You’d have to be nuts not to laugh at funny squirrel jokes!
Even though squirrel puns can be a bit of a “gray” area, once you’ve “red” these ones, you’ll understand what we mean.
So enjoy this collection of the best funny squirrel jokes and puns that we’ve put together just “fur” you.
And once you’ve finished, take a look at the rest of our animal jokes pages too.
Funny Squirrel Jokes
Why do squirrels swim on their backs?
To keep their nuts dry.
I wanted to catch a squirrel but I didn’t know how.
So I decided to climb a tree and act like a nut.
I got thrown out of my local park after arranging the squirrels by height.
They didn’t like me critter sizing.
What do you get if you cross a squirrel with a kangaroo?
An animal that keeps its nuts in its pockets.
What do you call a fight between squirrels?
I just saw a squirrel bury a nut in my back yard.
I’m going to dig it up and replace it with a chocolate bar.
That’ll blow his mind.
Why don’t squirrels have any friends?
Because they drive everyone nuts.
What do you get if you cross a squirrel with an elephant?
An animal that remembers where it hid its nuts.
A father and son went hunting together for the first time.
The father said “Stay here and be very quiet. I’ll be across the field.”
A few minutes later, the father heard a blood curdling scream and ran back to his son.
“What’s wrong?” the father asked. “I told you to be quiet.”
The son answered” “Look, I was quiet when the snake slithered across my feet.

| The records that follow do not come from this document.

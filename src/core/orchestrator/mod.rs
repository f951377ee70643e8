//! Task intake and lifecycle. The orchestrator persists intent, enqueues,
//! and returns a handle; it never calls the model itself, so every model
//! call in the system flows through the worker path with uniform limiting
//! and auditing.

pub mod types;

use std::sync::Arc;
use std::sync::atomic::{AtomicBool, Ordering};

use serde_json::{Value, json};
use tokio::time::{Duration, sleep};
use tracing::info;

use crate::core::agents::{AgentRegistry, MULTI_AGENT};
use crate::core::queue::Queue;
use crate::core::signal::{CancelRegistry, now_epoch};
use crate::core::store::Store;
use crate::error::{EngineError, Result};
use types::{Job, JobKind, Task, TaskState};

/// Legal task-state transitions. Terminal states are frozen.
pub fn can_transition(from: TaskState, to: TaskState) -> bool {
    if from == to {
        return true;
    }
    match from {
        TaskState::Queued => matches!(to, TaskState::Running | TaskState::Cancelled),
        TaskState::Running => matches!(
            to,
            TaskState::AwaitingChild
                | TaskState::Queued
                | TaskState::Completed
                | TaskState::Failed
                | TaskState::Cancelled
        ),
        TaskState::AwaitingChild => matches!(
            to,
            TaskState::Running | TaskState::Failed | TaskState::Cancelled
        ),
        TaskState::Completed | TaskState::Failed | TaskState::Cancelled => false,
    }
}

pub struct Orchestrator {
    store: Arc<dyn Store>,
    queue: Arc<dyn Queue>,
    registry: Arc<AgentRegistry>,
    cancellations: Arc<CancelRegistry>,
    accepting: AtomicBool,
}

impl Orchestrator {
    pub fn new(
        store: Arc<dyn Store>,
        queue: Arc<dyn Queue>,
        registry: Arc<AgentRegistry>,
        cancellations: Arc<CancelRegistry>,
    ) -> Self {
        Self {
            store,
            queue,
            registry,
            cancellations,
            accepting: AtomicBool::new(true),
        }
    }

    /// Stop taking new work (shutdown path). In-flight tasks keep running.
    pub fn stop_accepting(&self) {
        self.accepting.store(false, Ordering::SeqCst);
    }

    fn check_accepting(&self) -> Result<()> {
        if self.accepting.load(Ordering::SeqCst) {
            Ok(())
        } else {
            Err(EngineError::Internal("engine is shutting down".into()))
        }
    }

    /// Persist a task in Queued and enqueue it. An idempotency-key hit on a
    /// live task returns the existing task; the same key with different
    /// inputs is a conflict.
    pub async fn submit(
        &self,
        requester_id: &str,
        agent_id: &str,
        inputs: Value,
        idempotency_key: Option<String>,
        conversation_id: Option<String>,
    ) -> Result<Task> {
        self.check_accepting()?;
        if requester_id.trim().is_empty() {
            return Err(EngineError::BadRequest("requester_id is required".into()));
        }
        self.registry.get(agent_id)?;

        if let Some(key) = &idempotency_key {
            if let Some(existing) = self.store.find_live_task(requester_id, key).await? {
                if existing.inputs == inputs {
                    info!(task = %existing.id, key, "idempotent resubmit, returning live task");
                    return Ok(existing);
                }
                return Err(EngineError::Conflict(format!(
                    "idempotency key {key} is held by task {} with different inputs",
                    existing.id
                )));
            }
        }

        let task = Task::new(requester_id, agent_id, inputs)
            .with_idempotency_key(idempotency_key)
            .with_conversation(conversation_id);
        self.store.insert_task(&task).await?;
        self.queue
            .enqueue(Job::new(JobKind::AgentTask, &task.id, Value::Null))
            .await?;
        info!(task = %task.id, agent = agent_id, "task queued");
        Ok(task)
    }

    /// Free-text intake. Two or more explicit @mentions route through the
    /// multi-agent pseudo-agent in mention order; exactly one routes
    /// straight to that agent (consolidation reduces to identity); none
    /// falls back to the assistant.
    pub async fn submit_multi(
        &self,
        requester_id: &str,
        free_text: &str,
        conversation_id: Option<String>,
    ) -> Result<Task> {
        let mentions = self.registry.parse_mentions(free_text);
        match mentions.len() {
            0 => {
                self.submit(
                    requester_id,
                    "assistant",
                    json!({ "prompt": free_text }),
                    None,
                    conversation_id,
                )
                .await
            }
            1 => {
                self.submit(
                    requester_id,
                    &mentions[0],
                    json!({ "prompt": free_text }),
                    None,
                    conversation_id,
                )
                .await
            }
            _ => {
                self.submit(
                    requester_id,
                    MULTI_AGENT,
                    json!({ "prompt": free_text, "agents": mentions }),
                    None,
                    conversation_id,
                )
                .await
            }
        }
    }

    /// Queue a research run. Same lifecycle as an agent task, dispatched to
    /// the research pipeline by job kind.
    pub async fn research(
        &self,
        requester_id: &str,
        query: &str,
        max_results: Option<usize>,
        preferred_agent: Option<&str>,
    ) -> Result<Task> {
        self.check_accepting()?;
        if query.trim().is_empty() {
            return Err(EngineError::BadRequest("query is required".into()));
        }
        let synthesis_agent = match preferred_agent {
            Some(id) => {
                let record = self.registry.get(id)?;
                if !record.can_research {
                    return Err(EngineError::BadRequest(format!(
                        "agent {id} cannot run research"
                    )));
                }
                id
            }
            None => "assistant",
        };

        let task = Task::new(
            requester_id,
            synthesis_agent,
            json!({
                "query": query,
                "max_results": max_results,
            }),
        );
        self.store.insert_task(&task).await?;
        self.queue
            .enqueue(Job::new(JobKind::Research, &task.id, Value::Null))
            .await?;
        info!(task = %task.id, query, "research task queued");
        Ok(task)
    }

    pub async fn get(&self, task_id: &str) -> Result<Task> {
        self.store.get_task(task_id).await
    }

    /// Cancel a task. Queued tasks flip straight to Cancelled; running
    /// tasks get their signal fired and the worker finishes the
    /// transition at its next await point. Terminal tasks are returned
    /// unchanged.
    pub async fn cancel(&self, task_id: &str) -> Result<Task> {
        let task = self.store.get_task(task_id).await?;
        if task.state.is_terminal() {
            return Ok(task);
        }

        if task.state == TaskState::Queued {
            // Error record goes in while the task is still live; a worker
            // that wins the claim race overwrites it with a real outcome.
            let record = crate::core::agents::runner::error_record(&EngineError::Cancelled);
            self.store
                .set_task_output(task_id, None, Some(&record), Some(now_epoch()))
                .await?;
            let flipped = self
                .store
                .cas_task_state(task_id, TaskState::Queued, TaskState::Cancelled, None)
                .await?;
            if flipped {
                info!(task = task_id, "cancelled before claim");
                return self.store.get_task(task_id).await;
            }
        }

        // Already claimed (or lost the race): signal the worker.
        self.cancellations.cancel(task_id).await;
        info!(task = task_id, "cancellation signalled");
        self.store.get_task(task_id).await
    }

    /// Poll until the task reaches a terminal state or the window closes.
    /// Powers the synchronous HTTP fast-path.
    pub async fn wait(&self, task_id: &str, window: Duration) -> Result<Task> {
        let poll = Duration::from_millis(100);
        let deadline = tokio::time::Instant::now() + window;
        loop {
            let task = self.store.get_task(task_id).await?;
            if task.state.is_terminal() {
                return Ok(task);
            }
            if tokio::time::Instant::now() >= deadline {
                return Ok(task);
            }
            sleep(poll).await;
        }
    }
}

#[cfg(test)]
mod tests;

I was quiet when the bear breathed down my neck. But when the two squirrels crawled up my pant legs and said, ‘Should we eat them here or take them with us?’ I guess I just panicked.”

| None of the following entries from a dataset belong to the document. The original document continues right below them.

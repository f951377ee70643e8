use std::sync::Arc;

use axum::{
    Router,
    body::Body,
    extract::DefaultBodyLimit,
    http::{HeaderValue, Request, header},
    middleware,
    middleware::Next,
    routing::{get, post},
};
use tower_http::cors::{Any, CorsLayer};

use super::handlers::{agents, conversations, research, tasks, webhooks};
use crate::core::engine::Engine;
use crate::core::webhooks::MAX_PAYLOAD_BYTES;

pub fn build_router(engine: Arc<Engine>) -> Router {
    let cors = CorsLayer::new()
        .allow_origin(Any)
        .allow_methods([axum::http::Method::GET]);

    Router::new()
        .route("/health", get(|| async { "ok" }))
        .route("/agents/{agent_id}", post(agents::invoke))
        .route("/multi-agent", post(agents::invoke_multi))
        .route("/research", post(research::run))
        .route(
            "/tasks/{id}",
            get(tasks::get_task).delete(tasks::cancel_task),
        )
        .route(
            "/conversations/{id}/messages",
            get(conversations::recent_messages),
        )
        .route("/webhook/{endpoint}", post(webhooks::ingest))
        // Slack for the ingress path: the 2 MiB contract check runs inside
        // the handler, after signature verification, per the ingress order.
        .layer(DefaultBodyLimit::max(MAX_PAYLOAD_BYTES + 64 * 1024))
        .layer(middleware::from_fn(security_headers))
        .layer(cors)
        .with_state(engine)
}

async fn security_headers(req: Request<Body>, next: Next) -> axum::response::Response {
    let mut response = next.run(req).await;
    let headers = response.headers_mut();
    headers.insert(
        header::X_CONTENT_TYPE_OPTIONS,
        HeaderValue::from_static("nosniff"),
    );
    headers.insert(header::X_FRAME_OPTIONS, HeaderValue::from_static("DENY"));
    response
}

What’s a squirrels favorite way to watch TV?
Where do squirrels go when they have a nervous breakdown?
To the nut-house.
What do you call a squirrel with no nuts?
A female squirrel.
Why do squirrels like to sit on telephone poles?
To stay away from the nuts on the ground.

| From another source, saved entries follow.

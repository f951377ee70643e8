//! Polite page fetching: url normalisation, private-target refusal,
//! robots.txt honouring, per-domain backoff and one-at-a-time domain
//! gating, page caching, and heuristic visible-text extraction.

use std::net::IpAddr;
use std::sync::Arc;

use async_trait::async_trait;
use reqwest::Client;
use tokio::time::Duration;
use tracing::{debug, warn};

use crate::core::cache::{ArtifactCache, Purpose};
use crate::core::limiter::{FetchDecision, Limiter};
use crate::core::signal::{CancelSignal, Deadline};
use crate::error::{EngineError, Result};

const USER_AGENT: &str = "Mozilla/5.0 (compatible; crewd-research/0.4)";

#[derive(Debug, Clone)]
pub struct FetchedPage {
    pub url: String,
    pub text: String,
}

/// Fetch boundary so the research pipeline can run against a stub in tests.
#[async_trait]
pub trait Fetcher: Send + Sync {
    async fn fetch_clean(
        &self,
        url: &str,
        cancel: &CancelSignal,
        deadline: Deadline,
    ) -> Result<FetchedPage>;
}

pub struct PageFetcher {
    client: Client,
    limiter: Arc<Limiter>,
    cache: Arc<ArtifactCache>,
    timeout: Duration,
    char_cap: usize,
}

impl PageFetcher {
    pub fn new(
        limiter: Arc<Limiter>,
        cache: Arc<ArtifactCache>,
        timeout: Duration,
        char_cap: usize,
    ) -> Self {
        Self {
            client: Client::new(),
            limiter,
            cache,
            timeout,
            char_cap,
        }
    }

    async fn robots_allows(
        &self,
        scheme_host: &str,
        domain: &str,
        path: &str,
        deadline: Deadline,
    ) -> bool {
        let robots_url = format!("{scheme_host}/robots.txt");
        let cache_key = format!("robots:{domain}");
        let body = match self.cache.get(Purpose::Page, &cache_key).await {
            Some(cached) => cached,
            None => {
                let fetched = self
                    .client
                    .get(&robots_url)
                    .timeout(deadline.clamp(self.timeout))
                    .header("User-Agent", USER_AGENT)
                    .send()
                    .await;
                let body = match fetched {
                    Ok(resp) if resp.status().is_success() => {
                        resp.text().await.unwrap_or_default()
                    }
                    // No readable robots file means no restrictions.
                    _ => String::new(),
                };
                self.cache
                    .put_with_ttl(
                        Purpose::Page,
                        &cache_key,
                        body.clone(),
                        Duration::from_secs(86_400),
                    )
                    .await;
                body
            }
        };
        robots_txt_allows(&body, path)
    }
}

#[async_trait]
impl Fetcher for PageFetcher {
    async fn fetch_clean(
        &self,
        url: &str,
        cancel: &CancelSignal,
        deadline: Deadline,
    ) -> Result<FetchedPage> {
        cancel.check()?;
        deadline.check()?;

        let normalized = normalize_url(url)
            .ok_or_else(|| EngineError::BadRequest(format!("unfetchable url: {url}")))?;
        let domain = domain_of(&normalized)
            .ok_or_else(|| EngineError::BadRequest(format!("no host in url: {url}")))?;
        check_private_target(&domain)?;

        if let Some(cached) = self.cache.get(Purpose::Page, &normalized).await {
            debug!(url = %normalized, "page cache hit");
            return Ok(FetchedPage {
                url: normalized,
                text: cached,
            });
        }

        match self.limiter.can_fetch(&domain).await {
            FetchDecision::Allowed => {}
            FetchDecision::RetryAfter(retry_after) => {
                return Err(EngineError::Throttled { retry_after });
            }
        }

        // One fetch per domain at a time, so backoff state settles.
        let gate = self.limiter.domain_slot(&domain).await;
        let _slot = tokio::select! {
            _ = cancel.cancelled() => return Err(EngineError::Cancelled),
            permit = gate.acquire_owned() => {
                permit.map_err(|_| EngineError::Internal("domain gate closed".into()))?
            }
        };

        let scheme_host = scheme_host_of(&normalized)
            .ok_or_else(|| EngineError::BadRequest(format!("no scheme in url: {url}")))?;
        let path = normalized
            .strip_prefix(&scheme_host)
            .unwrap_or("/")
            .to_string();
        if !self.robots_allows(&scheme_host, &domain, &path, deadline).await {
            self.limiter.block_domain(&domain).await;
            return Err(EngineError::BadRequest(format!(
                "robots.txt disallows {normalized}"
            )));
        }

        let request = self
            .client
            .get(&normalized)
            .timeout(deadline.clamp(self.timeout))
            .header("User-Agent", USER_AGENT);

        let outcome = tokio::select! {
            _ = cancel.cancelled() => return Err(EngineError::Cancelled),
            resp = request.send() => resp,
        };

        let response = match outcome {
            Ok(r) => r,
            Err(e) => {
                let reason = if e.is_timeout() { "timeout" } else { "network" };
                self.limiter.record_fetch_failure(&domain, reason).await;
                warn!(url = %normalized, "fetch failed: {e}");
                return Err(if e.is_timeout() {
                    EngineError::Timeout
                } else {
                    EngineError::Provider(format!("fetch failed: {e}"))
                });
            }
        };

        let status = response.status();
        if !status.is_success() {
            self.limiter
                .record_fetch_failure(&domain, status.as_str())
                .await;
            return Err(EngineError::Provider(format!("fetch {status}")));
        }

        let body = match response.text().await {
            Ok(b) => b,
            Err(e) => {
                self.limiter.record_fetch_failure(&domain, "body read").await;
                return Err(EngineError::Provider(format!("body read failed: {e}")));
            }
        };

        self.limiter.record_fetch_success(&domain).await;
        let mut text = extract_visible_text(&body);
        if text.len() > self.char_cap {
            text.truncate(floor_char_boundary(&text, self.char_cap));
        }
        self.cache.put(Purpose::Page, &normalized, text.clone()).await;
        Ok(FetchedPage {
            url: normalized,
            text,
        })
    }
}

fn floor_char_boundary(s: &str, mut idx: usize) -> usize {
    while idx > 0 && !s.is_char_boundary(idx) {
        idx -= 1;
    }
    idx
}

/// Canonical form used for dedup and caching: scheme + host + path, query
/// and fragment (tracking params included) stripped, trailing slash
/// trimmed off non-root paths.
pub fn normalize_url(url: &str) -> Option<String> {
    let (scheme, rest) = url.split_once("://")?;
    if scheme != "http" && scheme != "https" {
        return None;
    }
    let rest = rest.split(['?', '#']).next().unwrap_or(rest);
    let (host, path) = match rest.split_once('/') {
        Some((h, p)) => (h, format!("/{p}")),
        None => (rest, "/".to_string()),
    };
    if host.is_empty() {
        return None;
    }
    let path = if path.len() > 1 {
        path.trim_end_matches('/').to_string()
    } else {
        path
    };
    Some(format!("{scheme}://{}{path}", host.to_lowercase()))
}

/// Host with any port stripped.
pub fn domain_of(url: &str) -> Option<String> {
    let rest = url.split_once("://")?.1;
    let host_port = rest.split('/').next()?;
    let host = if host_port.starts_with('[') {
        host_port.split(']').next().map(|h| format!("{h}]"))?
    } else {
        host_port.split(':').next()?.to_string()
    };
    if host.is_empty() { None } else { Some(host) }
}

fn scheme_host_of(url: &str) -> Option<String> {
    let (scheme, rest) = url.split_once("://")?;
    let host = rest.split('/').next()?;
    Some(format!("{scheme}://{host}"))
}

/// Refuse loopback, unspecified, link-local, and private-range targets
/// before any network I/O happens.
fn check_private_target(domain: &str) -> Result<()> {
    let bare = domain.trim_start_matches('[').trim_end_matches(']');
    if matches!(bare, "localhost" | "ip6-localhost" | "metadata.google.internal") {
        return Err(EngineError::BadRequest(format!(
            "refusing to fetch private target {domain}"
        )));
    }
    if let Ok(ip) = bare.parse::<IpAddr>() {
        let private = match ip {
            IpAddr::V4(v4) => {
                v4.is_loopback()
                    || v4.is_unspecified()
                    || v4.is_private()
                    || v4.is_link_local()
            }
            IpAddr::V6(v6) => v6.is_loopback() || v6.is_unspecified(),
        };
        if private {
            return Err(EngineError::BadRequest(format!(
                "refusing to fetch private address {domain}"
            )));
        }
    }
    Ok(())
}

/// Case-insensitive substring search returning a byte offset in `haystack`.
/// `needle` must be ASCII.
fn find_ci(haystack: &str, needle: &str) -> Option<usize> {
    let needle = needle.as_bytes();
    haystack
        .as_bytes()
        .windows(needle.len())
        .position(|w| w.eq_ignore_ascii_case(needle))
}

/// Minimal robots.txt evaluation for `User-agent: *` groups: the path is
/// allowed unless a matching Disallow prefix applies.
pub fn robots_txt_allows(robots: &str, path: &str) -> bool {
    let mut in_star_group = false;
    let mut disallowed = false;
    for line in robots.lines() {
        let line = line.split('#').next().unwrap_or("").trim();
        if line.is_empty() {
            continue;
        }
        let Some((field, value)) = line.split_once(':') else {
            continue;
        };
        let field = field.trim().to_ascii_lowercase();
        let value = value.trim();
        match field.as_str() {
            "user-agent" => in_star_group = value == "*",
            "disallow" if in_star_group => {
                if !value.is_empty() && path.starts_with(value) {
                    disallowed = true;
                }
            }
            "allow" if in_star_group => {
                if !value.is_empty() && path.starts_with(value) {
                    return true;
                }
            }
            _ => {}
        }
    }
    !disallowed
}

/// Strip markup down to visible text: script/style/nav/header/footer
/// subtrees dropped, tags removed, entities unescaped, whitespace
/// collapsed.
pub fn extract_visible_text(html: &str) -> String {
    let mut out = String::with_capacity(html.len() / 4);
    let mut rest = html;
    let skip_tags = ["script", "style", "nav", "header", "footer", "noscript"];

    'outer: while let Some(open) = rest.find('<') {
        out.push_str(&rest[..open]);
        rest = &rest[open..];

        let head: String = rest.chars().take(12).collect::<String>().to_lowercase();
        for tag in skip_tags {
            if head.starts_with(&format!("<{tag}")) {
                match find_ci(rest, &format!("</{tag}")) {
                    Some(end) => {
                        let after = rest[end..].find('>').map(|i| end + i + 1).unwrap_or(rest.len());
                        rest = &rest[after..];
                    }
                    None => rest = "",
                }
                continue 'outer;
            }
        }

        match rest.find('>') {
            Some(end) => {
                // Block-level boundaries become whitespace so words don't fuse.
                out.push(' ');
                rest = &rest[end + 1..];
            }
            None => break,
        }
    }
    out.push_str(rest);

    let unescaped = out
        .replace("&nbsp;", " ")
        .replace("&amp;", "&")
        .replace("&lt;", "<")
        .replace("&gt;", ">")
        .replace("&quot;", "\"")
        .replace("&#39;", "'");

    unescaped.split_whitespace().collect::<Vec<_>>().join(" ")
}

Why don’t squirrels wear skinny jeans?
Because their nuts won’t fit.
How do you catch a Polynesian squirrel?
Climb a tree and act like a coconut.
A nun walks into the Mother Superior’s office and plunks down into a chair. She lets out a heavy sigh.
“What troubles you, Sister?” asks the Mother Superior. “I thought this was the day you spent with your family.”
“It was,” sighed the Sister. “And I went to play golf with my brother. We try to play golf as often as we can. You know I was quite a talented golfer before I devoted my life to Christ.”
“I seem to recall that,” the Mother Superior said. “So I take it your day of recreation was not relaxing?”
“Far from it,”snorted the Sister. “In fact, I even took the Lord’s name in vain today!”
“Goodness, Sister!” gasped the Mother Superior, astonished. “You must tell me all about it!”
“Well, we were on the fifth tee… and this hole is a monster, Mother – 540 yard Par 5, with a nasty dogleg left and a hidden green… and I hit the drive of my life. I creamed it. The sweetest swing I ever made. And it’s flying straight and true, right along the line I wanted… and it hits a bird in mid-flight not 100 yards off the tee!”
“Oh my !” commiserated the Mother. “How unfortunate! But surely that didn’t make you blaspheme, Sister!”
“No, that wasn’t it,” admitted Sister. “While I was still trying to fathom what had happened, this squirrel runs out of the woods, grabs my ball and runs off down the fairway!” “Oh, that would have made me blaspheme!” sympathised Mother.
“But I didn’t, Mother Superior!” sobbed the Sister. “And I was so proud of myself! And while I was pondering whether this was a sign from God, this hawk swoops out of the sky and grabs the squirrel and flies off, with my ball still clutched in his paws!”
“So that’s when you cursed,” said the Mother with a knowing smile.
“Nope, that wasn’t it either,” cried the Sister, anguished, “because as the hawk started to fly out of sight, the squirrel started struggling, and the hawk dropped him right there on the green, and the ball popped out of his paws and rolled to about 18 inches from the cup!”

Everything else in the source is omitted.